# Experiences of CoolStance coconut horse feed



## AMH (27 September 2011)

Am just about to move to a new livery yard and have been recommended the above by the YO as a good conditioning but non-heating feedstuff. 

Just wondering if anyone has any experience of it? It's fed soaked like sugarbeet and looks like pretty good stuff - he says his are doing very well. I think that the mare I'm about to take could be a bit grain sensitive in the brain department and am hoping this might do the trick...


----------



## legaldancer (27 September 2011)

I've just started using this on a laminitic poor doer & hoping for good results. I know people who recommend it highly & they feed a lot of it in Australia. It has 20% protein in it, so more than any other feeds that I could compare labels with!

I did a search on here which came up with quite a lot of info.


----------



## josie_s (27 September 2011)

I used this last winter for my hunter and a horse that came to us poor. They both did very well on it tough you need to introduce it gradually as some are a little fussy on it to start with. I wouldn't hesitate to use it again.


----------



## corton (27 September 2011)

I had a very bad doer ** eventer who could not cope with sugar beet or barley or the typical weight gain foods on the market at the time. He would just 'go loopy' with energy and become unmanagable and unrideable..
He suffered major colic and lost alot of weight to look like half the horse he once was. We tried him on the coolstance - which was a great success, never ever looked back.
He gained condition, his coat became the most shiney on the yard, and the most important factor was his temperament, he was manageable and in turn he became a better animal. 
Obviously it would be naiive to put this all down to a feed, but without ANY other factors changing he was a much better horse for this feed.
N


----------



## whizzer (27 September 2011)

On the basis of reading all the info on here I tried it.
Horse took a long while to accept it(very fussy anyway) when I finally got him up to a reasonable amount it sent him nuts so had to stop feeding it!


----------



## Elf On A Shelf (27 September 2011)

First of all I wouldn't be feeding it to a lamminitic! Secondly I have used it and every single one of my horses turned their noses up at it - yes even the shetlnds who eat any thing and everything! Some love it, some hate it and I have 3/4 a bag of the stuff I won't ever use! Can't comment on if it sends them loopy or not as I couldn't get any of mine to eat it.


----------



## legaldancer (27 September 2011)

According to their website it is perfectly safe for laminitics, being very low in starch.
It has less than 1% starch & less than 10% NSC.

Obviously I wouldn't feed an overweight laminitic Copra as it puts condition on, however, mine is a poor doer on restricted grass. She recieves no grain whatsoever, only Kwikbeet, HiFi & one feed of Copra per day to boost her energy levels, plus hay at night. I have taken her off Alfa A oil to make sure she doesn't get too much protein.

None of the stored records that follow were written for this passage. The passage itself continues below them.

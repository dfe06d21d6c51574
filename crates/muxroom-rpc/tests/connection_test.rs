//! Integration tests for muxrpc connections
//!
//! Both ends run over an in-memory duplex pipe; raw-frame tests drive one end
//! with the bare codec to check what actually goes over the wire.

use async_trait::async_trait;
use bytes::Bytes;
use futures::stream::BoxStream;
use futures::{FutureExt, SinkExt, StreamExt};
use muxroom_proto::{Body, BodyType, Flags, Frame, FrameCodec, PeerId};
use muxroom_rpc::{
    Access, AccessPolicy, CallContext, Connection, ConnectionConfig, Duplex, DuplexHandler,
    DuplexTask, Manifest, RpcError, SinkHandler, SinkTask, Source, SourceHandler, StreamItem,
    TunnelStream,
};
use serde_json::{json, Value};
use std::sync::Arc;
use std::time::Duration;
use tokio::io::{AsyncReadExt, AsyncWriteExt};
use tokio::sync::mpsc;
use tokio::time::timeout;
use tokio_util::codec::{FramedRead, FramedWrite};
use tracing::info;

const CLIENT: &str = "@client.ed25519";
const SERVER: &str = "@server.ed25519";

fn init_tracing() {
    let _ = tracing_subscriber::fmt()
        .with_test_writer()
        .with_max_level(tracing::Level::DEBUG)
        .try_init();
}

/// Connect a client with an empty manifest to a server serving `manifest`.
fn connect(manifest: Manifest) -> (Connection, Connection) {
    connect_with(manifest, ConnectionConfig::default())
}

fn connect_with(manifest: Manifest, config: ConnectionConfig) -> (Connection, Connection) {
    let (a, b) = tokio::io::duplex(64 * 1024);
    let server = Connection::builder(PeerId::from(CLIENT), Arc::new(manifest))
        .config(config.clone())
        .open(a);
    let client = Connection::builder(PeerId::from(SERVER), Arc::new(Manifest::new()))
        .config(config)
        .open(b);
    (client, server)
}

struct Counter;

#[async_trait]
impl SourceHandler for Counter {
    async fn open(
        &self,
        _ctx: CallContext,
        args: Vec<Value>,
    ) -> Result<BoxStream<'static, StreamItem>, RpcError> {
        let n = args.first().and_then(Value::as_u64).unwrap_or(0);
        Ok(futures::stream::iter((1..=n).map(|i| Ok(Body::Json(json!(i))))).boxed())
    }
}

struct Forever;

#[async_trait]
impl SourceHandler for Forever {
    async fn open(
        &self,
        _ctx: CallContext,
        _args: Vec<Value>,
    ) -> Result<BoxStream<'static, StreamItem>, RpcError> {
        Ok(futures::stream::pending().boxed())
    }
}

struct Echo;

#[async_trait]
impl DuplexHandler for Echo {
    async fn open(&self, _ctx: CallContext, _args: Vec<Value>) -> Result<DuplexTask, RpcError> {
        let task: DuplexTask = Box::new(|duplex: Duplex| {
            async move {
                let (mut source, mut sink) = duplex.split();
                while let Some(Ok(body)) = source.recv().await {
                    if sink.send(body).await.is_err() {
                        break;
                    }
                }
                let _ = sink.end().await;
            }
            .boxed()
        });
        Ok(task)
    }
}

struct Collect {
    tx: mpsc::Sender<Vec<Body>>,
}

#[async_trait]
impl SinkHandler for Collect {
    async fn open(&self, _ctx: CallContext, args: Vec<Value>) -> Result<SinkTask, RpcError> {
        if args.first() == Some(&json!("reject")) {
            return Err(RpcError::PermissionDenied("not today".into()));
        }
        let tx = self.tx.clone();
        let task: SinkTask = Box::new(move |mut source: Source| {
            async move {
                let mut bodies = Vec::new();
                while let Some(item) = source.recv().await {
                    bodies.push(item?);
                }
                let _ = tx.send(bodies).await;
                Ok::<(), RpcError>(())
            }
            .boxed()
        });
        Ok(task)
    }
}

struct NoMembers;

impl AccessPolicy for NoMembers {
    fn is_member(&self, _peer: &PeerId) -> bool {
        false
    }
}

fn test_manifest() -> Manifest {
    let mut manifest = Manifest::new();
    manifest
        .register_sync("text.len", Access::Public, |_ctx: &CallContext, args: Vec<Value>| {
            let text = args.first().and_then(Value::as_str).unwrap_or_default();
            Ok(json!(text.len()))
        })
        .unwrap();
    manifest
        .register_async("text.upper", Access::Public, |_ctx, args: Vec<Value>| async move {
            let text = args.first().and_then(Value::as_str).unwrap_or_default();
            Ok::<_, RpcError>(json!(text.to_uppercase()))
        })
        .unwrap();
    manifest
        .register_async("slow.wait", Access::Public, |_ctx, args: Vec<Value>| async move {
            let millis = args.first().and_then(Value::as_u64).unwrap_or(0);
            tokio::time::sleep(Duration::from_millis(millis)).await;
            Ok::<_, RpcError>(json!(millis))
        })
        .unwrap();
    manifest
        .register_async("who.am.i", Access::Public, |ctx: CallContext, _args| async move {
            Ok::<_, RpcError>(json!(ctx.remote().as_str()))
        })
        .unwrap();
    manifest
        .register_async("secret.read", Access::Members, |_ctx, _args| async move {
            Ok::<_, RpcError>(json!("hidden"))
        })
        .unwrap();
    manifest
        .register_source("count.to", Access::Public, Arc::new(Counter))
        .unwrap();
    manifest
        .register_source("count.forever", Access::Public, Arc::new(Forever))
        .unwrap();
    manifest
        .register_duplex("bytes.echo", Access::Public, Arc::new(Echo))
        .unwrap();
    manifest
}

I would suggest that before feeding it you have a look at the information on Coolstance's website. There is a wealth of information on there.

www.stanceequine.co.uk


----------



## spotty_pony (27 September 2011)

At the yard where I work at, all of the riding school horses are fed it and do very well on it. It seems to be very good for their digestion. The only thing which concerns me with it, is that it is very high in protein, which I wouldn't have thought was a good thing!


----------



## Snoopy1 (27 September 2011)

I have a chestnut TB gelding, poor doer, very hard to put and keep weight on and anything on the market that even hints at being "conditioning" sends him loopy.  I use Copra when I need a bit of extra help to get some condition on him and without fail it always helps and never sends him loopy.  Never had any problems in getting him to eat it and he isn't a very food orientated horse.  Would highly recommend.


----------



## wonkey_donkey (27 September 2011)

It's fab feed and does exactly what it say's on the bag but some horses won't eat it . . . .  mine love it !!


----------



## Slinkyunicorn (27 September 2011)

My neices TB has it and does brilliantly on it. All he has is a mugful (pre soaking) morning and night with his chaff. he came out of last winter glossy and in the most fab condition and it certainly didn't make him loopy - he loves it and licks his bowl clean It smells and looks like hot chocolate - just keep it out of the way of dogs as they love it

A couple of other liveries also used in in an old TB (28) with great success but the ISH wouldn't eat it

My sister had the cheapest winter ever for feed for the TB


----------



## Lyle (28 September 2011)

I've fed a lot of Copra over the years, it's a great feed for adding condition to horses in work. I've usually only fed it in small amounts due to the high protein levels, never had a horse get fizzy on it either. The only thing to watch is when soaking in hot weather, it can go rancid if left for a long period of time. Other than that it's a great feed!


----------



## the watcher (28 September 2011)

Another here who really likes it, I've had no trouble with horses accepting it in the feed and it is a great way to maintain condition during the winter months or hard work. My only grouch is that it is not carried by most feed stores so I used to get it delivered and then had to store 10 bags or so of the stuff..still trying to find a way around that for this winter.


----------



## legaldancer (28 September 2011)

I believe it has a two year shelf life, so can be bought in bulk. 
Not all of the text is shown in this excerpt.